I closed that bar. Sang every Beatles song in the book. Made Somoan friends.
i got really high and listened to the spongebob squarepants theme song and, i swear to god, it was in german.
I sent out a mass text that said "margaritas for Jesus?" and nobody responded, worst Easter ever.
just had a memory of me telling homeless mark that it was the year of the bunny and he said "you da bunny, girl"
Just woke up with my keys in one hand and cheesecake in the other.
just did a beer bong in the shower while i was taking an actual shower its officially football time
I offered to buy ihop waffles for all the homeless people outside the metro. It was time to go to bed.

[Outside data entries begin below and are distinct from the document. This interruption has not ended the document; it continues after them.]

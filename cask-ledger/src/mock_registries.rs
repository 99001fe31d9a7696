use cask_core::assets::{
    Amount, ItemId, SubId, FUNDS_RECEIVED_ACK, ITEM_RECEIVED_ACK, SEMI_RECEIVED_ACK,
};
use cask_core::error::CustodyError;
use cask_core::id::{AssetAddress, ContainerId};
use std::collections::HashMap;
use std::sync::Mutex;

use crate::registry::{AssetReceiver, FundsRegistry, IdentityLedger, ItemRegistry, SemiRegistry};

/// In-memory identity ledger for containers, used in tests
///
/// Implements the minimal mint/ownership/approval surface the protocol engine
/// needs from its external identity collaborator.
#[derive(Default)]
pub struct InMemoryIdentityLedger {
    state: Mutex<IdentityState>,
}

#[derive(Default)]
struct IdentityState {
    next_id: u64,
    owners: HashMap<ContainerId, AssetAddress>,
    delegates: HashMap<ContainerId, AssetAddress>,
    operators: HashMap<(AssetAddress, AssetAddress), bool>,
}

impl InMemoryIdentityLedger {
    pub fn new() -> Self {
        Self::default()
    }
}

impl IdentityLedger for InMemoryIdentityLedger {
    fn mint(&self, owner: AssetAddress) -> Result<ContainerId, CustodyError> {
        let mut state = self.state.lock().unwrap();
        state.next_id += 1;
        let container = ContainerId::new(state.next_id);
        state.owners.insert(container, owner);
        Ok(container)
    }

    fn owner_of(&self, container: ContainerId) -> Result<AssetAddress, CustodyError> {
        let state = self.state.lock().unwrap();
        state
            .owners
            .get(&container)
            .copied()
            .ok_or(CustodyError::UnknownContainer(container))
    }

    fn is_approved_or_owner(
        &self,
        caller: AssetAddress,
        container: ContainerId,
    ) -> Result<bool, CustodyError> {
        let state = self.state.lock().unwrap();
        let owner = state
            .owners
            .get(&container)
            .copied()
            .ok_or(CustodyError::UnknownContainer(container))?;
        if caller == owner {
            return Ok(true);
        }
        if state.delegates.get(&container) == Some(&caller) {
            return Ok(true);
        }
        Ok(state
            .operators
            .get(&(owner, caller))
            .copied()
            .unwrap_or(false))
    }

    fn transfer(
        &self,
        from: AssetAddress,
        to: AssetAddress,
        container: ContainerId,
    ) -> Result<(), CustodyError> {
        let mut state = self.state.lock().unwrap();
        let owner = state
            .owners
            .get(&container)
            .copied()
            .ok_or(CustodyError::UnknownContainer(container))?;
        if owner != from {
            return Err(CustodyError::Registry(format!(
                "{} is not owned by {}",
                container, from
            )));
        }
        state.owners.insert(container, to);
        // Ownership change clears the approved delegate
        state.delegates.remove(&container);
        Ok(())
    }

    fn approve(
        &self,
        owner: AssetAddress,
        delegate: AssetAddress,
        container: ContainerId,
    ) -> Result<(), CustodyError> {
        let mut state = self.state.lock().unwrap();
        match state.owners.get(&container) {
            Some(recorded) if *recorded == owner => {
                state.delegates.insert(container, delegate);
                Ok(())
            }
            Some(_) => Err(CustodyError::Registry(format!(
                "{} is not owned by {}",
                container, owner
            ))),
            None => Err(CustodyError::UnknownContainer(container)),
        }
    }

    fn set_operator(
        &self,
        owner: AssetAddress,
        operator: AssetAddress,
        approved: bool,
    ) -> Result<(), CustodyError> {
        let mut state = self.state.lock().unwrap();
        state.operators.insert((owner, operator), approved);
        Ok(())
    }
}

/// In-memory non-fungible registry, used in tests
#[derive(Default)]
pub struct InMemoryItemRegistry {
    owners: Mutex<HashMap<ItemId, AssetAddress>>,
    approvals: Mutex<HashMap<ItemId, AssetAddress>>,
}

impl InMemoryItemRegistry {
    pub fn new() -> Self {
        Self::default()
    }

    /// Mint an item directly to an owner
    pub fn mint(&self, owner: AssetAddress, item: ItemId) {
        self.owners.lock().unwrap().insert(item, owner);
    }

    /// Grant a single-item approval
    pub fn approve(&self, operator: AssetAddress, item: ItemId) {
        self.approvals.lock().unwrap().insert(item, operator);
    }
}

impl ItemRegistry for InMemoryItemRegistry {
    fn owner_of(&self, item: ItemId) -> Result<AssetAddress, CustodyError> {
        self.owners
            .lock()
            .unwrap()
            .get(&item)
            .copied()
            .ok_or_else(|| CustodyError::Registry(format!("unknown item {}", item)))
    }

    fn is_approved(
        &self,
        owner: AssetAddress,
        operator: AssetAddress,
        item: ItemId,
    ) -> Result<bool, CustodyError> {
        if self.owner_of(item)? != owner {
            return Ok(false);
        }
        Ok(self.approvals.lock().unwrap().get(&item) == Some(&operator))
    }

    fn transfer(
        &self,
        from: AssetAddress,
        to: AssetAddress,
        item: ItemId,
    ) -> Result<(), CustodyError> {
        let mut owners = self.owners.lock().unwrap();
        match owners.get(&item) {
            Some(owner) if *owner == from => {
                owners.insert(item, to);
                self.approvals.lock().unwrap().remove(&item);
                Ok(())
            }
            Some(_) => Err(CustodyError::Registry(format!(
                "item {} not owned by {}",
                item, from
            ))),
            None => Err(CustodyError::Registry(format!("unknown item {}", item))),
        }
    }

    fn transfer_from(
        &self,
        operator: AssetAddress,
        from: AssetAddress,
        to: AssetAddress,
        item: ItemId,
    ) -> Result<(), CustodyError> {
        if operator != from && !self.is_approved(from, operator, item)? {
            return Err(CustodyError::Registry(format!(
                "{} has no approval for item {}",
                operator, item
            )));
        }
        self.transfer(from, to, item)
    }
}

/// In-memory fungible registry, used in tests
#[derive(Default)]
pub struct InMemoryFundsRegistry {
    balances: Mutex<HashMap<AssetAddress, Amount>>,
    allowances: Mutex<HashMap<(AssetAddress, AssetAddress), Amount>>,
}

impl InMemoryFundsRegistry {
    pub fn new() -> Self {
        Self::default()
    }

    /// Mint units directly to a holder
    pub fn mint(&self, holder: AssetAddress, amount: Amount) {
        let mut balances = self.balances.lock().unwrap();
        *balances.entry(holder).or_insert(0) += amount;
    }

    /// Set an owner's allowance for a spender
    pub fn approve(&self, owner: AssetAddress, spender: AssetAddress, amount: Amount) {
        self.allowances.lock().unwrap().insert((owner, spender), amount);
    }
}

impl FundsRegistry for InMemoryFundsRegistry {
    fn balance_of(&self, holder: AssetAddress) -> Result<Amount, CustodyError> {
        Ok(self
            .balances
            .lock()
            .unwrap()
            .get(&holder)
            .copied()
            .unwrap_or(0))
    }

    fn allowance(
        &self,
        owner: AssetAddress,
        spender: AssetAddress,
    ) -> Result<Amount, CustodyError> {
        Ok(self
            .allowances
            .lock()
            .unwrap()
            .get(&(owner, spender))
            .copied()
            .unwrap_or(0))
    }

    fn transfer(
        &self,
        from: AssetAddress,
        to: AssetAddress,
        amount: Amount,
    ) -> Result<(), CustodyError> {
        let mut balances = self.balances.lock().unwrap();
        let have = balances.get(&from).copied().unwrap_or(0);
        if have < amount {
            return Err(CustodyError::Registry(format!(
                "{} holds {} units, cannot send {}",
                from, have, amount
            )));
        }
        balances.insert(from, have - amount);
        *balances.entry(to).or_insert(0) += amount;
        Ok(())
    }

    fn transfer_from(
        &self,
        spender: AssetAddress,
        owner: AssetAddress,
        to: AssetAddress,
        amount: Amount,
    ) -> Result<(), CustodyError> {
        {
            let mut allowances = self.allowances.lock().unwrap();
            let allowed = allowances.get(&(owner, spender)).copied().unwrap_or(0);
            if allowed < amount {
                return Err(CustodyError::Registry(format!(
                    "allowance of {} for {} is {}, cannot spend {}",
                    owner, spender, allowed, amount
                )));
            }
            allowances.insert((owner, spender), allowed - amount);
        }
        self.transfer(owner, to, amount)
    }
}

/// In-memory semi-fungible registry, used in tests
#[derive(Default)]
pub struct InMemorySemiRegistry {
    balances: Mutex<HashMap<(AssetAddress, SubId), Amount>>,
    operators: Mutex<HashMap<(AssetAddress, AssetAddress), bool>>,
}

impl InMemorySemiRegistry {
    pub fn new() -> Self {
        Self::default()
    }

    /// Mint units of a sub-id directly to a holder
    pub fn mint(&self, holder: AssetAddress, sub_id: SubId, amount: Amount) {
        let mut balances = self.balances.lock().unwrap();
        *balances.entry((holder, sub_id)).or_insert(0) += amount;
    }

    /// Grant or revoke operator status
    pub fn set_operator(&self, owner: AssetAddress, operator: AssetAddress, approved: bool) {
        self.operators
            .lock()
            .unwrap()
            .insert((owner, operator), approved);
    }
}

impl SemiRegistry for InMemorySemiRegistry {
    fn balance_of(&self, holder: AssetAddress, sub_id: SubId) -> Result<Amount, CustodyError> {
        Ok(self
            .balances
            .lock()
            .unwrap()
            .get(&(holder, sub_id))
            .copied()
            .unwrap_or(0))
    }

    fn is_approved_for_all(
        &self,
        owner: AssetAddress,
        operator: AssetAddress,
    ) -> Result<bool, CustodyError> {
        Ok(self
            .operators
            .lock()
            .unwrap()
            .get(&(owner, operator))
            .copied()
            .unwrap_or(false))
    }

    fn transfer(
        &self,
        from: AssetAddress,
        to: AssetAddress,
        sub_id: SubId,
        amount: Amount,
    ) -> Result<(), CustodyError> {
        let mut balances = self.balances.lock().unwrap();
        let have = balances.get(&(from, sub_id)).copied().unwrap_or(0);
        if have < amount {
            return Err(CustodyError::Registry(format!(
                "{} holds {} units of sub-id {}, cannot send {}",
                from, have, sub_id, amount
            )));
        }
        balances.insert((from, sub_id), have - amount);
        *balances.entry((to, sub_id)).or_insert(0) += amount;
        Ok(())
    }

    fn transfer_from(
        &self,
        operator: AssetAddress,
        from: AssetAddress,
        to: AssetAddress,
        sub_id: SubId,
        amount: Amount,
    ) -> Result<(), CustodyError> {
        if operator != from && !self.is_approved_for_all(from, operator)? {
            return Err(CustodyError::Registry(format!(
                "{} is not an operator of {}",
                operator, from
            )));
        }
        self.transfer(from, to, sub_id, amount)
    }
}

/// Receiver that acknowledges every hand-off with the expected discriminator
///
/// Records every invocation so tests can assert the engine called the hook.
#[derive(Default)]
pub struct AcceptingReceiver {
    calls: Mutex<Vec<String>>,
}

impl AcceptingReceiver {
    pub fn new() -> Self {
        Self::default()
    }

    /// Number of hook invocations seen so far
    pub fn call_count(&self) -> usize {
        self.calls.lock().unwrap().len()
    }
}

impl AssetReceiver for AcceptingReceiver {
    fn on_item_received(
        &self,
        registry: AssetAddress,
        _from: AssetAddress,
        item: ItemId,
        _data: &[u8],
    ) -> Result<[u8; 4], CustodyError> {
        self.calls
            .lock()
            .unwrap()
            .push(format!("item {} of {}", item, registry));
        Ok(ITEM_RECEIVED_ACK)
    }

    fn on_funds_received(
        &self,
        registry: AssetAddress,
        _from: AssetAddress,
        amount: Amount,
        _data: &[u8],
    ) -> Result<[u8; 4], CustodyError> {
        self.calls
            .lock()
            .unwrap()
            .push(format!("{} units of {}", amount, registry));
        Ok(FUNDS_RECEIVED_ACK)
    }

    fn on_semi_received(
        &self,
        registry: AssetAddress,
        _from: AssetAddress,
        sub_id: SubId,
        amount: Amount,
        _data: &[u8],
    ) -> Result<[u8; 4], CustodyError> {
        self.calls
            .lock()
            .unwrap()
            .push(format!("{} units of {}/{}", amount, registry, sub_id));
        Ok(SEMI_RECEIVED_ACK)
    }
}

/// Receiver that answers every hook with a wrong acknowledgment
pub struct RejectingReceiver;

impl AssetReceiver for RejectingReceiver {
    fn on_item_received(
        &self,
        _registry: AssetAddress,
        _from: AssetAddress,
        _item: ItemId,
        _data: &[u8],
    ) -> Result<[u8; 4], CustodyError> {
        Ok([0; 4])
    }

    fn on_funds_received(
        &self,
        _registry: AssetAddress,
        _from: AssetAddress,
        _amount: Amount,
        _data: &[u8],
    ) -> Result<[u8; 4], CustodyError> {
        Ok([0; 4])
    }

    fn on_semi_received(
        &self,
        _registry: AssetAddress,
        _from: AssetAddress,
        _sub_id: SubId,
        _amount: Amount,
        _data: &[u8],
    ) -> Result<[u8; 4], CustodyError> {
        Ok([0; 4])
    }
}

As your attorney I advise you to rage rapidly
My chin is breaking out a bit and feels all itchy and burny like I'm allergic to something. Are you using a new lotion on your balls?
So that groomsmen was naked under his kilt. Also I just had sex in the elevator. And yes, those two updates are definitely related.
So we came to a decision, you need to fuck your hot roommate and send us pictures. We voted, so don't hate the democracy this great country stands for
Do you think it's wrong for me to hop on that dick before he realizes that he's gay?
He just started dry humping the air... I'm done
You ask to touch his thighs ten times and called them magnificent.....need I say more
We kept having to tell you that you couldn't just sit wherever you wanted at Walmart. Sitting in the middle of the raw meat section was unacceptable and children were staring at you.